• _Task to complete_: Report all lines of the records that contain "format".

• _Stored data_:
____________________

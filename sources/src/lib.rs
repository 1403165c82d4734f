//! # Document Sources
//!
//! This crate provides the document-source side of ragmark: fetching the
//! Markdown files of a repository so the engine can index them.
//!
//! Two sources are included:
//!
//! - [`GithubSource`]: walks a GitHub repository through the REST contents
//!   API, bounded in depth and file count
//! - [`StaticSource`]: serves fixed in-memory documents, for tests and
//!   offline runs
//!
//! Both implement [`DocumentSource`], which is what the engine consumes.

pub mod document;
pub mod error;
pub mod github;
pub mod source;

pub use document::{Document, hash_content};
pub use error::{Result, SourceError};
pub use github::{DEFAULT_MAX_DEPTH, DEFAULT_MAX_FILES, GithubSource};
pub use source::{DocumentSource, StaticSource};
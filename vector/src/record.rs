//! Record and result types shared by all vector store backends.

use serde::{Deserialize, Serialize};

use crate::Metadata;

/// A chunk ready for storage: stable id, text, and flat metadata.
///
/// The id doubles as the upsert key, so writing the same record twice leaves
/// a single copy in the collection.
#[derive(Debug, Clone, Serialize, Deserialize)]
pub struct ChunkRecord {
    /// Stable record id.
    pub id: String,

    /// The chunk text, which the backend embeds on write.
    pub text: String,

    /// Metadata attached to the chunk.
    pub metadata: Metadata,
}

impl ChunkRecord {
    /// Create a new chunk record.
    pub fn new(id: impl Into<String>, text: impl Into<String>, metadata: Metadata) -> Self {
        Self {
            id: id.into(),
            text: text.into(),
            metadata,
        }
    }
}

/// One ranked match from a similarity query.
#[derive(Debug, Clone, Serialize, Deserialize)]
pub struct QueryMatch {
    /// Record id of the matched chunk.
    pub id: String,

    /// The matched chunk text.
    pub text: String,

    /// Metadata stored with the chunk.
    pub metadata: Metadata,

    /// Backend distance; smaller is closer.
    pub distance: f32,
}

/// A collection as reported by `list`.
#[derive(Debug, Clone, Serialize, Deserialize)]
pub struct CollectionSummary {
    /// Collection id (the addressing-scheme name).
    pub id: String,

    /// Metadata recorded when the collection was created.
    pub metadata: Metadata,
}

/// A small sample of a collection's records, for introspection.
#[derive(Debug, Clone, Default, Serialize, Deserialize)]
pub struct CollectionSample {
    /// Record ids.
    pub ids: Vec<String>,

    /// Record texts, parallel to `ids`.
    pub texts: Vec<String>,

    /// Record metadata, parallel to `ids`.
    pub metadatas: Vec<Metadata>,
}

/// A single-field equality filter on record metadata.
#[derive(Debug, Clone, Serialize, Deserialize)]
pub struct MetadataFilter {
    /// Metadata field to compare.
    pub field: String,

    /// Value the field must equal.
    pub value: serde_json::Value,
}

impl MetadataFilter {
    /// Create an equality filter.
    pub fn equals(field: impl Into<String>, value: impl Into<serde_json::Value>) -> Self {
        Self {
            field: field.into(),
            value: value.into(),
        }
    }

    /// Render the filter as a Chroma-style `where` clause.
    pub fn to_where_clause(&self) -> serde_json::Value {
        serde_json::json!({ &self.field: { "$eq": self.value } })
    }

    /// Check whether a metadata map satisfies the filter.
    pub fn matches(&self, metadata: &Metadata) -> bool {
        metadata.get(&self.field) == Some(&self.value)
    }
}

#[cfg(test)]
mod tests {
    use super::*;
    use pretty_assertions::assert_eq;
    use serde_json::json;

    fn metadata(directory: &str) -> Metadata {
        let mut map = Metadata::new();
        map.insert("directory".to_string(), json!(directory));
        map
    }

    #[test]
    fn test_filter_matches_equal_value() {
        let filter = MetadataFilter::equals("directory", "docs");

        assert!(filter.matches(&metadata("docs")));
        assert!(!filter.matches(&metadata("src")));
        assert!(!filter.matches(&Metadata::new()));
    }

    #[test]
    fn test_filter_where_clause_shape() {
        let filter = MetadataFilter::equals("directory", "docs/guide");

        assert_eq!(
            filter.to_where_clause(),
            json!({ "directory": { "$eq": "docs/guide" } })
        );
    }
}
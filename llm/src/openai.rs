//! OpenAI chat backend.

use async_trait::async_trait;
use serde::Deserialize;
use serde_json::json;
use tracing::debug;

use crate::chat::{ChatMessage, ChatModel};
use crate::error::{LlmError, Result};

/// Environment variable holding the API key.
const API_KEY_VAR: &str = "OPENAI_API_KEY";

/// Chat backend using the OpenAI chat-completions API.
pub struct OpenAiChat {
    /// API key.
    api_key: String,

    /// API base URL.
    base_url: String,

    /// HTTP client.
    client: reqwest::Client,

    /// Model to request.
    model: String,

    /// Sampling temperature.
    temperature: f64,

    /// Nucleus sampling parameter.
    top_p: f64,
}

impl OpenAiChat {
    /// Create a backend with an explicit API key.
    pub fn new(api_key: impl Into<String>) -> Self {
        Self {
            api_key: api_key.into(),
            base_url: "https://api.openai.com/v1".to_string(),
            client: reqwest::Client::new(),
            model: "gpt-4o-mini".to_string(),
            temperature: 0.3,
            top_p: 0.9,
        }
    }

    /// Create a backend from the `OPENAI_API_KEY` environment variable,
    /// failing immediately when the key is absent.
    pub fn from_env() -> Result<Self> {
        let api_key = std::env::var(API_KEY_VAR)
            .ok()
            .filter(|k| !k.trim().is_empty())
            .ok_or(LlmError::ApiKeyMissing(API_KEY_VAR))?;
        Ok(Self::new(api_key))
    }

    /// Set the base URL.
    pub fn with_base_url(mut self, url: impl Into<String>) -> Self {
        self.base_url = url.into();
        self
    }

    /// Set the model.
    pub fn with_model(mut self, model: impl Into<String>) -> Self {
        self.model = model.into();
        self
    }
}

#[async_trait]
impl ChatModel for OpenAiChat {
    fn name(&self) -> &str {
        "openai"
    }

    async fn generate(
        &self,
        messages: Vec<ChatMessage>,
        max_output_tokens: u32,
    ) -> Result<String> {
        debug!(
            "Generating completion with {} ({} messages)",
            self.model,
            messages.len()
        );

        let body = json!({
            "model": self.model,
            "messages": messages,
            "max_tokens": max_output_tokens,
            "temperature": self.temperature,
            "top_p": self.top_p,
        });

        let response = self
            .client
            .post(format!("{}/chat/completions", self.base_url))
            .header("Authorization", format!("Bearer {}", self.api_key))
            .header("Content-Type", "application/json")
            .json(&body)
            .send()
            .await?;

        if response.status() == reqwest::StatusCode::TOO_MANY_REQUESTS {
            let retry_after = response
                .headers()
                .get("retry-after")
                .and_then(|v| v.to_str().ok())
                .and_then(|s| s.parse().ok())
                .unwrap_or(60);

            return Err(LlmError::RateLimited {
                retry_after_secs: retry_after,
            });
        }

        if !response.status().is_success() {
            let error_text = response.text().await.unwrap_or_default();
            return Err(LlmError::ApiRequest(format!("API error: {error_text}")));
        }

        let result: ChatCompletionResponse = response.json().await?;
        let content = result
            .choices
            .into_iter()
            .next()
            .and_then(|choice| choice.message.content)
            .ok_or_else(|| LlmError::InvalidResponse("no completion in response".to_string()))?;

        debug!("Generated completion ({} chars)", content.len());
        Ok(content)
    }
}

/// Chat-completions API response format.
#[derive(Debug, Deserialize)]
struct ChatCompletionResponse {
    choices: Vec<ChatChoice>,
}

#[derive(Debug, Deserialize)]
struct ChatChoice {
    message: ChatChoiceMessage,
}

#[derive(Debug, Deserialize)]
struct ChatChoiceMessage {
    content: Option<String>,
}

#[cfg(test)]
mod tests {
    use super::*;
    use pretty_assertions::assert_eq;
    use wiremock::matchers::{body_partial_json, header, method, path};
    use wiremock::{Mock, MockServer, ResponseTemplate};

    #[tokio::test]
    async fn test_generate_sends_sampling_params_and_parses_content() {
        let server = MockServer::start().await;

        Mock::given(method("POST"))
            .and(path("/chat/completions"))
            .and(header("Authorization", "Bearer test-key"))
            .and(body_partial_json(json!({
                "model": "gpt-4o-mini",
                "max_tokens": 500,
                "temperature": 0.3,
                "top_p": 0.9,
                "messages": [
                    { "role": "system", "content": "rules" },
                    { "role": "user", "content": "question" },
                ],
            })))
            .respond_with(ResponseTemplate::new(200).set_body_json(json!({
                "choices": [ { "message": { "role": "assistant", "content": "the answer" } } ],
            })))
            .expect(1)
            .mount(&server)
            .await;

        let chat = OpenAiChat::new("test-key").with_base_url(server.uri());
        let messages = vec![ChatMessage::system("rules"), ChatMessage::user("question")];

        let answer = chat.generate(messages, 500).await.unwrap();
        assert_eq!(answer, "the answer");
    }

    #[tokio::test]
    async fn test_generate_maps_rate_limit() {
        let server = MockServer::start().await;

        Mock::given(method("POST"))
            .and(path("/chat/completions"))
            .respond_with(ResponseTemplate::new(429).insert_header("retry-after", "7"))
            .mount(&server)
            .await;

        let chat = OpenAiChat::new("test-key").with_base_url(server.uri());
        let err = chat
            .generate(vec![ChatMessage::user("q")], 100)
            .await
            .unwrap_err();

        assert!(matches!(
            err,
            LlmError::RateLimited {
                retry_after_secs: 7
            }
        ));
    }

    #[tokio::test]
    async fn test_generate_surfaces_api_errors() {
        let server = MockServer::start().await;

        Mock::given(method("POST"))
            .and(path("/chat/completions"))
            .respond_with(ResponseTemplate::new(500).set_body_string("boom"))
            .mount(&server)
            .await;

        let chat = OpenAiChat::new("test-key").with_base_url(server.uri());
        let err = chat
            .generate(vec![ChatMessage::user("q")], 100)
            .await
            .unwrap_err();

        assert!(matches!(err, LlmError::ApiRequest(detail) if detail.contains("boom")));
    }

    #[tokio::test]
    async fn test_generate_rejects_empty_choices() {
        let server = MockServer::start().await;

        Mock::given(method("POST"))
            .and(path("/chat/completions"))
            .respond_with(ResponseTemplate::new(200).set_body_json(json!({ "choices": [] })))
            .mount(&server)
            .await;

        let chat = OpenAiChat::new("test-key").with_base_url(server.uri());
        let err = chat
            .generate(vec![ChatMessage::user("q")], 100)
            .await
            .unwrap_err();

        assert!(matches!(err, LlmError::InvalidResponse(_)));
    }
}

____________________

• _Task response_:
            .post(format!("{}/chat/completions", self.base_url))
            .header("Authorization", format!("Bearer {}", self.api_key))
            return Err(LlmError::ApiRequest(format!("API error: {error_text}")));
/// Chat-completions API response format.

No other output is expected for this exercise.